See http://iiif.io - learn 90% of what you want to know here
About 100 participating institutions in IIIF community like Internet Archive, Getty. Also a github/iiif repository and worth looking in there called awesome-iiif which is the community-maintained list of resources and demos and links, etc.
Goals of IIIF - provide unprecedented level of uniform and rich access to image-based resources for scholars; define APIs that support interoperability between repositories; provides a world-class user experience in viewing, comparing, manipulating, and annotating images. Annotating - very exciting! Use open annotation specification to allow users to create annotations that you let them view.
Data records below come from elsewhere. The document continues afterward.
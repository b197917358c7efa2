//! odis-compare: structured comparison of ODIS diagnostic snapshots
//!
//! Compares two ODIS protocol XML exports ECU by ECU and reports missing
//! ECUs, records, fields and changed values.

#![allow(clippy::needless_pass_by_value)]

use anyhow::{Context, Result};
use clap::{CommandFactory, Parser, Subcommand};
use clap_complete::{generate, Shell};
use odis_compare::{
    cli,
    config::{
        AppConfig, BehaviorConfig, CompareConfig, CompareInput, ComparisonConfig,
        ComparisonOption, ConfigPreset, OutputConfig, CONFIG_DIR_NAME, CONFIG_FILE_NAMES,
    },
    model::FieldKind,
    pipeline::exit_codes,
    reports::ReportFormat,
};
use std::io;
use std::path::PathBuf;
use tracing_subscriber::{layer::SubscriberExt, util::SubscriberInitExt};

#[derive(Parser)]
#[command(name = "odis-compare")]
#[command(version)]
#[command(about = "Compare ODIS diagnostic snapshots ECU by ECU", long_about = None)]
#[command(after_help = "EXIT CODES:
    0  No differences found (or --fail-on-difference not set)
    1  Differences found with --fail-on-difference
    3  Error occurred

EXAMPLES:
    # Compare two snapshots, write JSON and Markdown reports
    odis-compare compare before.xml after.xml

    # Only look at the gateway and the instrument cluster
    odis-compare compare before.xml after.xml -e 0019,0017 -f summary

    # Re-render a stored result without missing-in-first entries
    odis-compare compare --input-json OdisCompare_2024-03-07T14_05_09_1234.json \\
        -c differences,missing-in-second -f markdown")]
struct Cli {
    /// Increase log verbosity (-v info, -vv debug, -vvv trace)
    #[arg(short, long, global = true, action = clap::ArgAction::Count)]
    verbose: u8,

    /// Suppress non-essential output
    #[arg(short, long, global = true)]
    quiet: bool,

    /// Disable colored output (also respects `NO_COLOR` env)
    #[arg(long, global = true)]
    no_color: bool,

    /// Path to configuration file
    #[arg(long, global = true, env = "ODIS_COMPARE_CONFIG")]
    config: Option<PathBuf>,

    #[command(subcommand)]
    command: Commands,
}

/// Arguments for the `compare` subcommand
#[derive(Parser)]
struct CompareArgs {
    /// First (reference) ODIS snapshot
    #[arg(required_unless_present = "input_json", conflicts_with = "input_json")]
    first: Option<PathBuf>,

    /// Second ODIS snapshot
    #[arg(required_unless_present = "input_json", conflicts_with = "input_json")]
    second: Option<PathBuf>,

    /// Reload a stored JSON result instead of comparing snapshots
    #[arg(long, value_name = "RESULT.json")]
    input_json: Option<PathBuf>,

    /// Only compare ECUs whose id contains one of these tokens
    #[arg(short, long, value_delimiter = ',')]
    ecus: Vec<String>,

    /// Reported difference kinds (default: all)
    #[arg(short, long = "comparison-options", value_delimiter = ',', value_enum)]
    comparison_options: Vec<ComparisonOption>,

    /// Fields that never produce a difference (default: display-name,ti-value)
    #[arg(short, long, value_delimiter = ',', value_enum, conflicts_with = "no_bypass")]
    bypass: Vec<FieldKind>,

    /// Compare every field, including display names and typed values
    #[arg(long)]
    no_bypass: bool,

    /// Report formats (default: json,markdown)
    #[arg(short, long = "format", value_delimiter = ',', value_enum)]
    formats: Vec<ReportFormat>,

    /// Output folder or file stem
    #[arg(short, long)]
    output: Option<PathBuf>,

    /// Write one report per ECU (not applied to JSON)
    #[arg(short, long)]
    split_by_ecu: bool,

    /// Compare ECU pairs on the calling thread only
    #[arg(long)]
    no_parallel: bool,

    /// Exit with code 1 if any difference is found
    #[arg(long)]
    fail_on_difference: bool,

    /// Start from a named configuration preset
    #[arg(long, value_enum)]
    preset: Option<ConfigPreset>,
}

impl CompareArgs {
    fn input(&self) -> Result<CompareInput> {
        if let Some(path) = &self.input_json {
            return Ok(CompareInput::Results(path.clone()));
        }
        match (&self.first, &self.second) {
            (Some(first), Some(second)) => Ok(CompareInput::Snapshots {
                first: first.clone(),
                second: second.clone(),
            }),
            _ => anyhow::bail!("two snapshots or --input-json are required"),
        }
    }

    /// Config values given on the command line; defaults mean "not set".
    fn overrides(&self, global: &Cli) -> AppConfig {
        let defaults = ComparisonConfig::default();
        AppConfig {
            comparison: ComparisonConfig {
                options: self.comparison_options.clone(),
                bypass: if self.no_bypass {
                    Vec::new()
                } else if self.bypass.is_empty() {
                    defaults.bypass
                } else {
                    self.bypass.clone()
                },
                ecus: self.ecus.clone(),
                parallel: !self.no_parallel,
            },
            output: OutputConfig {
                formats: if self.formats.is_empty() {
                    OutputConfig::default().formats
                } else {
                    self.formats.clone()
                },
                path: self.output.clone(),
                split_by_ecu: self.split_by_ecu,
                no_color: global.no_color,
            },
            behavior: BehaviorConfig {
                fail_on_difference: self.fail_on_difference,
                quiet: global.quiet,
            },
        }
    }
}

#[derive(Subcommand)]
enum Commands {
    /// Compare two ODIS snapshots (or reload a stored result)
    Compare(CompareArgs),

    /// Generate shell completions
    Completions {
        /// Shell to generate completions for
        #[arg(value_enum)]
        shell: Shell,
    },

    /// Generate JSON Schema for the config file format
    ConfigSchema {
        /// Write schema to file instead of stdout
        #[arg(short, long)]
        output: Option<PathBuf>,
    },

    /// Show, discover, or initialize configuration
    Config {
        #[command(subcommand)]
        action: ConfigAction,
    },
}

/// Sub-subcommands for the `config` command
#[derive(Subcommand)]
enum ConfigAction {
    /// Print current effective configuration (merged from defaults + file)
    Show,
    /// Print config file search paths and discovered config file
    Path,
    /// Generate an example .odis-compare.yaml in the current directory
    Init,
}

fn init_logging(verbose: u8, quiet: bool) {
    let level = if quiet {
        "error"
    } else {
        match verbose {
            0 => "warn",
            1 => "info",
            2 => "debug",
            _ => "trace",
        }
    };
    tracing_subscriber::registry()
        .with(tracing_subscriber::EnvFilter::new(
            std::env::var("RUST_LOG").unwrap_or_else(|_| level.to_string()),
        ))
        .with(
            tracing_subscriber::fmt::layer()
                .with_target(false)
                .with_writer(io::stderr),
        )
        .init();
}

fn main() {
    let cli = Cli::parse();
    init_logging(cli.verbose, cli.quiet);

    match run(cli) {
        Ok(code) => {
            if code != exit_codes::SUCCESS {
                std::process::exit(code);
            }
        }
        Err(e) => {
            eprintln!("Error: {e:#}");
            std::process::exit(exit_codes::ERROR);
        }
    }
}

fn run(cli: Cli) -> Result<i32> {
    match &cli.command {
        Commands::Compare(args) => {
            let (mut app, loaded_from) = odis_compare::config::load_or_default(cli.config.as_deref());
            if let Some(path) = &loaded_from {
                tracing::info!("Using config file {}", path.display());
            }
            if let Some(preset) = args.preset {
                tracing::info!("Applying preset '{}': {}", preset, preset.description());
                app.merge(&AppConfig::from_preset(preset));
            }
            app.merge(&args.overrides(&cli));

            cli::run_compare(CompareConfig::new(args.input()?, app))
        }

        Commands::Completions { shell } => {
            generate(*shell, &mut Cli::command(), "odis-compare", &mut io::stdout());
            Ok(exit_codes::SUCCESS)
        }

        Commands::ConfigSchema { output } => {
            let schema = odis_compare::config::generate_json_schema()
                .context("failed to serialize config schema")?;
            match output {
                Some(path) => {
                    std::fs::write(path, &schema)
                        .with_context(|| format!("failed to write {}", path.display()))?;
                    eprintln!("Schema written to {}", path.display());
                }
                None => {
                    println!("{schema}");
                }
            }
            Ok(exit_codes::SUCCESS)
        }

        Commands::Config { action } => match action {
            ConfigAction::Show => {
                let (config, loaded_from) =
                    odis_compare::config::load_or_default(cli.config.as_deref());
                if let Some(path) = &loaded_from {
                    eprintln!("# Loaded from: {}", path.display());
                } else {
                    eprintln!("# No config file found; showing defaults");
                }
                let yaml = serde_yaml::to_string(&config).context("failed to serialize config")?;
                print!("{yaml}");
                Ok(exit_codes::SUCCESS)
            }
            ConfigAction::Path => {
                let search_paths: [Option<String>; 3] = [
                    std::env::current_dir()
                        .ok()
                        .map(|p| p.display().to_string()),
                    dirs::config_dir().map(|p| p.join(CONFIG_DIR_NAME).display().to_string()),
                    dirs::home_dir().map(|p| p.display().to_string()),
                ];
                eprintln!("Config file search paths (in order):");
                for path in search_paths.into_iter().flatten() {
                    eprintln!("  {path}");
                }
                eprintln!();
                eprintln!("Recognized file names:");
                for name in CONFIG_FILE_NAMES {
                    eprintln!("  {name}");
                }
                eprintln!();
                match odis_compare::config::discover_config_file(cli.config.as_deref()) {
                    Some(path) => eprintln!("Active config file: {}", path.display()),
                    None => eprintln!("No config file found."),
                }
                Ok(exit_codes::SUCCESS)
            }
            ConfigAction::Init => {
                let target = std::env::current_dir()
                    .context("cannot determine current directory")?
                    .join(".odis-compare.yaml");
                if target.exists() {
                    anyhow::bail!(
                        "{} already exists. Remove it first to re-initialize.",
                        target.display()
                    );
                }
                let content = odis_compare::config::generate_full_example_config();
                std::fs::write(&target, content)
                    .with_context(|| format!("failed to write {}", target.display()))?;
                eprintln!("Created {}", target.display());
                Ok(exit_codes::SUCCESS)
            }
        },
    }
}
A family of APIs: Image API does the tiling - google maps effect of infinitely deep zoom into image via detailed tiles cut from image so not downloading huge image all at once. Presentation API - most interesting and impactful - metadata package with structural metadata about items you're presenting, can link to descriptive metadata, can only embed as name value parents as labels - you shouldnt be doing structured metadata here. Search & Authentication APIs are most recent additions. Search intended to allow you to drive a full text search of document based on a server-side index. IIIF client can run queries against your items. Authentication API for those required to authenticate access to images and tiles, example from Canadiana. All of these APIs based on json-ld. Most promising - every time presenting book through IIIF you are creating linked data. URIs available for use beyond IIIF system.
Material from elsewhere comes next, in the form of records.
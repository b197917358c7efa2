//! Compare command handler.
//!
//! Implements the `compare` subcommand for comparing two ODIS snapshots, or
//! re-rendering a stored JSON result.

use crate::config::{CompareConfig, CompareInput, Validatable};
use crate::diff::ComparisonResults;
use crate::error::OdisCompareError;
use crate::pipeline::{
    compute_comparison, exit_codes, load_results_json, output_reports, parse_input,
};
use anyhow::Result;

/// Run the compare command, returning the desired exit code.
///
/// The caller is responsible for calling `std::process::exit()` with the
/// returned code when it is non-zero.
#[allow(clippy::needless_pass_by_value)]
pub fn run_compare(config: CompareConfig) -> Result<i32> {
    let errors = config.validate();
    if !errors.is_empty() {
        let list: Vec<String> = errors.iter().map(ToString::to_string).collect();
        return Err(OdisCompareError::Config(list.join("; ")).into());
    }

    let quiet = config.behavior.quiet;

    let results = match &config.input {
        CompareInput::Snapshots { first, second } => {
            let first = parse_input(first, quiet)?;
            let second = parse_input(second, quiet)?;

            if !quiet {
                tracing::info!(
                    "Parsed {} ECUs from first snapshot, {} from second snapshot",
                    first.ecu_count(),
                    second.ecu_count()
                );
            }

            compute_comparison(&config.comparison, &first, &second, quiet)?
        }
        CompareInput::Results(path) => load_results_json(path, &config.comparison, quiet)?,
    };

    let exit_code = determine_exit_code(&config, &results);

    output_reports(&config.output, &results, config.input.is_reload(), quiet)?;

    Ok(exit_code)
}

/// Determine the appropriate exit code based on results and config flags.
fn determine_exit_code(config: &CompareConfig, results: &ComparisonResults) -> i32 {
    if config.behavior.fail_on_difference && !results.is_empty() {
        return exit_codes::DIFFERENCES_FOUND;
    }
    exit_codes::SUCCESS
}
//! Report output stage.
//!
//! Generates every configured report format and writes it to stdout or to
//! files derived from the output path.

use crate::config::OutputConfig;
use crate::diff::ComparisonResults;
use crate::reports::{create_reporter_with_options, ReportFormat};
use anyhow::{Context, Result};
use std::path::PathBuf;

use super::{
    report_path, report_stem, should_use_color, split_suffix, write_output, OutputTarget,
    PipelineError,
};

/// Write all configured reports for `results`.
///
/// JSON is skipped when `from_json` is set, since the input already is the
/// JSON report. Returns the files written.
pub fn output_reports(
    output: &OutputConfig,
    results: &ComparisonResults,
    from_json: bool,
    quiet: bool,
) -> Result<Vec<PathBuf>> {
    let stem = report_stem(output.path.as_deref(), results.timestamp);
    let mut written = Vec::new();

    for &format in &output.formats {
        if format == ReportFormat::Json && from_json {
            tracing::debug!("Skipping JSON output for a reloaded result");
            continue;
        }

        // Summary goes to the terminal unless an output path was given
        if format == ReportFormat::Summary && output.path.is_none() {
            let target = OutputTarget::Stdout;
            let use_color = should_use_color(output.no_color) && target.is_terminal();
            let report = create_reporter_with_options(format, use_color)
                .generate_report(results)
                .map_err(|e| PipelineError::ReportFailed { source: e.into() })?;
            write_output(&report, &target, quiet)?;
            continue;
        }

        let parts: Vec<(String, ComparisonResults)> =
            if output.split_by_ecu && format != ReportFormat::Json {
                results
                    .split_by_ecu()
                    .into_iter()
                    .enumerate()
                    .map(|(i, part)| {
                        let id = part.ecu_results.keys().next().map(str::to_string);
                        (split_suffix(i, id.as_deref()), part)
                    })
                    .collect()
            } else {
                vec![(String::new(), results.clone())]
            };

        let reporter = create_reporter_with_options(format, false);
        for (suffix, part) in parts {
            let path = report_path(&stem, &suffix, format);
            let report = reporter
                .generate_report(&part)
                .map_err(|e| PipelineError::ReportFailed { source: e.into() })
                .with_context(|| format!("Failed to generate {format} report"))?;
            write_output(&report, &OutputTarget::File(path.clone()), quiet)?;
            written.push(path);
        }
    }

    Ok(written)
}

#[cfg(test)]
mod tests {
    use super::*;
    use crate::config::ComparisonConfig;
    use crate::diff::EcuComparisonResult;
    use crate::model::Ecu;
    use tempfile::TempDir;

    fn results() -> ComparisonResults {
        let mut results = ComparisonResults::new(ComparisonConfig::default());
        results
            .ecus_missing_in_first
            .insert("0017".into(), Ecu::new("0017"));
        let ecu = Ecu::new("0019");
        let mut compared = EcuComparisonResult::new(&ecu, &ecu);
        compared
            .master_missing_in_second
            .insert("Coding".into(), Default::default());
        results.ecu_results.push(compared);
        results
    }

    fn file_names(paths: &[PathBuf]) -> Vec<String> {
        paths
            .iter()
            .filter_map(|p| p.file_name())
            .map(|n| n.to_string_lossy().into_owned())
            .collect()
    }

    #[test]
    fn test_writes_each_format() {
        let tmp = TempDir::new().unwrap();
        let output = OutputConfig {
            formats: vec![ReportFormat::Json, ReportFormat::Markdown, ReportFormat::Summary],
            path: Some(tmp.path().join("garage")),
            ..Default::default()
        };
        let written = output_reports(&output, &results(), false, true).unwrap();
        assert_eq!(file_names(&written), ["garage.json", "garage.md", "garage.txt"]);
        assert!(written.iter().all(|p| p.exists()));
    }

    #[test]
    fn test_split_by_ecu_skips_json() {
        let tmp = TempDir::new().unwrap();
        let output = OutputConfig {
            formats: vec![ReportFormat::Json, ReportFormat::Markdown],
            path: Some(tmp.path().join("run")),
            split_by_ecu: true,
            ..Default::default()
        };
        let written = output_reports(&output, &results(), false, true).unwrap();
        assert_eq!(
            file_names(&written),
            ["run.json", "run_missing.md", "run_19.md"]
        );
    }

    #[test]
    fn test_reload_does_not_rewrite_json() {
        let tmp = TempDir::new().unwrap();
        let output = OutputConfig {
            formats: vec![ReportFormat::Json, ReportFormat::Markdown],
            path: Some(tmp.path().to_path_buf()),
            ..Default::default()
        };
        let written = output_reports(&output, &results(), true, true).unwrap();
        assert_eq!(written.len(), 1);
        assert_eq!(
            written[0].extension().and_then(|e| e.to_str()),
            Some("md")
        );
        assert!(written[0].starts_with(tmp.path()));
    }
}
Tiled image layer - depends on a specific URL pattern - build URL with 5 elements appended to identifier of image you want (region [cropped tile area], size[1024], rotation [0], quality [default], format [jpg]) where [] are examples). As it creates the tile you've asked for, applies operations in order listed. Not often making these by hand, but by javascript client running in browser. Example of Princeton and their illuminated manuscript shown in demo.
Need to put processing power behind it to meet requests. All of the info a IIIF client needs to determine what it should ask for is encapsulated in a file called info.json - have one for every image in collection, sometimes created on the fly. It tells the application what the options are. Client knows what server can do, client needs to make requests server can actually serve based on the menu of options. This is linked data. Json-ld: Linked data expressed in JSON - subject, predicate, object. JSON reasonably concise but is linked data, full RDF, this is a good thing.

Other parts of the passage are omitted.